=== What you need to do ===
Please find all lines containing "Duration" in the listing below and copy them.
Content starts
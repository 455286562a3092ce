//! Portfolio CMS - library for app logic and testing

pub mod auth;
pub mod client_info;
pub mod config;
pub mod db;
pub mod derive;
pub mod error;
pub mod logging;
pub mod rate_limit;
pub mod response;
pub mod routes;
pub mod sanitize;
pub mod services;
pub mod state;
pub mod store;
pub mod validation;

#[cfg(test)]
mod test_util;

use axum::{
    extract::DefaultBodyLimit,
    handler::Handler,
    http::{header, HeaderValue, Method},
    middleware::{self, from_fn_with_state},
    routing::{delete, get, patch, post, put},
    Router,
};
use sqlx::PgPool;
use std::{net::SocketAddr, sync::Arc, time::Duration};
use tower_http::{
    compression::CompressionLayer, cors::CorsLayer, limit::RequestBodyLimitLayer,
    services::ServeDir, trace::TraceLayer,
};

use crate::config::AppConfig;
use crate::rate_limit::RateLimiter;
use crate::routes::{
    analytics, auth as auth_routes, blogs, comments, contact, health, projects, skills, upload,
};
use crate::state::AppState;
use crate::store::{DynStore, MemoryStore, PgStore};

pub type BoxError = Box<dyn std::error::Error + Send + Sync>;

const REQUEST_OVERHEAD: usize = 1024 * 1024;

/// Configure CORS from `ALLOWED_ORIGINS`, falling back to `CLIENT_URL`.
pub fn configure_cors(config: &AppConfig) -> CorsLayer {
    let configured = if config.allowed_origins.is_empty() {
        vec![config.client_url.clone()]
    } else {
        config.allowed_origins.clone()
    };

    let mut origins: Vec<HeaderValue> = configured
        .iter()
        .filter_map(|origin| match origin.trim().parse() {
            Ok(value) => Some(value),
            Err(_) => {
                tracing::warn!(origin = %origin, "ignoring invalid CORS origin");
                None
            }
        })
        .collect();
    if origins.is_empty() {
        origins.push(HeaderValue::from_static("http://localhost:3000"));
    }

    CorsLayer::new()
        .allow_origin(origins)
        .allow_methods([
            Method::GET,
            Method::POST,
            Method::PUT,
            Method::PATCH,
            Method::DELETE,
            Method::OPTIONS,
        ])
        .allow_headers([header::CONTENT_TYPE, header::AUTHORIZATION])
        .allow_credentials(true)
}

fn auth_router(state: &AppState) -> Router<AppState> {
    let limited = Router::new()
        .route("/register", post(auth_routes::register))
        .route("/login", post(auth_routes::login))
        .route_layer(from_fn_with_state(state.clone(), rate_limit::auth_limit));

    Router::new()
        .route("/refresh-token", post(auth_routes::refresh_token))
        .route("/logout", post(auth_routes::logout))
        .route(
            "/profile",
            get(auth_routes::get_profile).put(auth_routes::update_profile),
        )
        .route("/change-password", put(auth_routes::change_password))
        .route("/google", get(auth_routes::google_redirect))
        .route("/google/callback", get(auth_routes::google_callback))
        .route("/github", get(auth_routes::github_redirect))
        .route("/github/callback", get(auth_routes::github_callback))
        .merge(limited)
}

fn upload_router(state: &AppState) -> Router<AppState> {
    let body_limit = state.config.upload.max_file_size * upload::MAX_FILES + REQUEST_OVERHEAD;
    Router::new()
        .route("/single", post(upload::upload_single))
        .route("/multiple", post(upload::upload_multiple))
        .route("/{asset_id}", delete(upload::delete_upload))
        .route_layer(from_fn_with_state(state.clone(), rate_limit::upload_limit))
        .layer(DefaultBodyLimit::max(body_limit))
}

fn api_router(state: &AppState) -> Router<AppState> {
    let contact_submit =
        contact::submit.layer(from_fn_with_state(state.clone(), rate_limit::contact_limit));

    Router::new()
        .nest("/auth", auth_router(state))
        .route(
            "/projects",
            get(projects::list_projects).post(projects::create_project),
        )
        .route(
            "/projects/{id}",
            get(projects::get_project)
                .put(projects::update_project)
                .delete(projects::delete_project),
        )
        .route("/projects/{id}/like", post(projects::like_project))
        .route("/blogs", get(blogs::list_blogs).post(blogs::create_blog))
        .route(
            "/blogs/{id}",
            get(blogs::get_blog)
                .put(blogs::update_blog)
                .delete(blogs::delete_blog),
        )
        .route("/blogs/{id}/like", post(blogs::like_blog))
        .route("/skills", get(skills::list_skills).post(skills::create_skill))
        .route(
            "/skills/{id}",
            get(skills::get_skill)
                .put(skills::update_skill)
                .delete(skills::delete_skill),
        )
        .route("/contact", post(contact_submit).get(contact::list_contacts))
        .route(
            "/contact/{id}",
            get(contact::get_contact).delete(contact::delete_contact),
        )
        .route("/contact/{id}/status", patch(contact::update_status))
        .route(
            "/comments/blog/{blog_id}",
            get(comments::list_comments).post(comments::create_comment),
        )
        .route("/comments/{id}", delete(comments::delete_comment))
        .route("/comments/{id}/approve", patch(comments::approve_comment))
        .nest("/upload", upload_router(state))
        .route("/analytics", get(analytics::list_events))
        .route("/analytics/track", post(analytics::track))
        .route("/analytics/dashboard", get(analytics::dashboard))
        .layer(from_fn_with_state(state.clone(), rate_limit::api_limit))
}

/// Create and configure the application router.
pub fn create_app(state: AppState) -> Router {
    let cors = configure_cors(&state.config);
    let body_limit = state.config.upload.max_file_size * upload::MAX_FILES + REQUEST_OVERHEAD;
    let uploads = ServeDir::new(&state.config.upload.dir);

    Router::new()
        .route("/health", get(health::health_ping))
        .route("/health/detailed", get(health::health_detailed))
        .nest("/api/v1", api_router(&state))
        .nest_service("/uploads", uploads)
        .fallback(routes::not_found)
        .with_state(state)
        .layer(logging::middleware::propagate_request_id_layer())
        .layer(middleware::from_fn(logging::middleware::log_request))
        .layer(logging::middleware::request_id_layer())
        .layer(TraceLayer::new_for_http())
        .layer(CompressionLayer::new())
        .layer(RequestBodyLimitLayer::new(body_limit))
        .layer(cors)
}

async fn shutdown_signal() {
    let ctrl_c = async {
        if let Err(e) = tokio::signal::ctrl_c().await {
            tracing::error!(error = %e, "failed to listen for ctrl-c");
        }
    };

    #[cfg(unix)]
    let terminate = async {
        match tokio::signal::unix::signal(tokio::signal::unix::SignalKind::terminate()) {
            Ok(mut signal) => {
                signal.recv().await;
            }
            Err(e) => {
                tracing::error!(error = %e, "failed to listen for SIGTERM");
                std::future::pending::<()>().await;
            }
        }
    };

    #[cfg(not(unix))]
    let terminate = std::future::pending::<()>();

    tokio::select! {
        _ = ctrl_c => {},
        _ = terminate => {},
    }
    tracing::info!("shutdown signal received");
}

/// Record store for the configured environment, plus the pool to close on exit.
async fn open_store(config: &AppConfig) -> Result<(DynStore, Option<PgPool>), BoxError> {
    let Some(db_config) = db::DbConfig::from_app(config) else {
        tracing::warn!("DATABASE_URL not set. Using the in-memory store; data is lost on restart.");
        return Ok((Arc::new(MemoryStore::new()), None));
    };
    let pool = db::init_pool(&db_config).await?;
    db::run_migrations(&pool).await?;
    Ok((Arc::new(PgStore::new(pool.clone())), Some(pool)))
}

/// Run the server (used by main).
pub async fn run() -> Result<(), BoxError> {
    dotenvy::dotenv().ok();

    let config = AppConfig::from_env();

    // Held for the process lifetime so buffered lines reach the log files.
    let _log_guards = logging::init(&logging::LogConfig::from_env(config.environment));

    health::init_start_time();
    config.check_secrets()?;

    let (store, pool) = open_store(&config).await?;
    let limiter = RateLimiter::new(
        rate_limit::connect_store(config.redis_url.as_deref()).await,
        &config.rate_limit,
    );
    let http = reqwest::Client::builder()
        .timeout(Duration::from_secs(15))
        .build()?;
    let assets = services::assets::from_config(&config.upload, http.clone());
    let mailer = services::mailer::from_config(&config.mail)?;
    let addr: SocketAddr = format!("{}:{}", config.host, config.port).parse()?;

    tracing::info!(
        environment = config.environment.as_str(),
        store = store.backend(),
        assets = assets.backend(),
        "services configured"
    );
    let app = create_app(AppState::new(config, store, limiter, assets, mailer, http));

    tracing::info!("Starting server on {}", addr);
    let listener = tokio::net::TcpListener::bind(addr).await?;
    axum::serve(
        listener,
        app.into_make_service_with_connect_info::<SocketAddr>(),
    )
    .with_graceful_shutdown(shutdown_signal())
    .await?;

    if let Some(pool) = pool {
        pool.close().await;
        tracing::info!("database pool closed");
    }
    Ok(())
}

#[cfg(test)]
mod tests {
    use super::*;
    use crate::test_util::{app, call, request};
    use axum::body::Body;
    use axum::http::{Request, StatusCode};
    use tower::ServiceExt;

    #[tokio::test]
    async fn test_unknown_route_gets_envelope() {
        let state = AppState::for_tests();
        let (status, body) = call(&app(&state), Method::GET, "/api/v1/nothing-here", None, None).await;
        assert_eq!(status, StatusCode::NOT_FOUND);
        assert_eq!(body["success"], false);
        assert_eq!(body["message"], "Route /api/v1/nothing-here not found");
    }

    #[tokio::test]
    async fn test_api_responses_carry_rate_limit_and_request_id() {
        let state = AppState::for_tests();
        let res = app(&state)
            .oneshot(request(Method::GET, "/api/v1/skills", None, None))
            .await
            .unwrap();
        assert_eq!(res.status(), StatusCode::OK);
        assert_eq!(res.headers()["ratelimit-limit"], "100");
        assert!(res.headers().contains_key("x-request-id"));
    }

    #[tokio::test]
    async fn test_health_is_outside_api_limit() {
        let state = AppState::for_tests();
        let res = app(&state)
            .oneshot(request(Method::GET, "/health", None, None))
            .await
            .unwrap();
        assert_eq!(res.status(), StatusCode::OK);
        assert!(!res.headers().contains_key("ratelimit-limit"));
    }

    #[tokio::test]
    async fn test_cors_allows_client_url() {
        let state = AppState::for_tests();
        let preflight = Request::builder()
            .method(Method::OPTIONS)
            .uri("/api/v1/projects")
            .header(header::ORIGIN, "http://localhost:3000")
            .header(header::ACCESS_CONTROL_REQUEST_METHOD, "POST")
            .body(Body::empty())
            .unwrap();
        let res = app(&state).oneshot(preflight).await.unwrap();
        assert_eq!(
            res.headers()[header::ACCESS_CONTROL_ALLOW_ORIGIN],
            "http://localhost:3000"
        );
        assert_eq!(res.headers()[header::ACCESS_CONTROL_ALLOW_CREDENTIALS], "true");
    }
}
Content ends
=== Response below ===
use std::{net::SocketAddr, sync::Arc, time::Duration};
        .timeout(Duration::from_secs(15))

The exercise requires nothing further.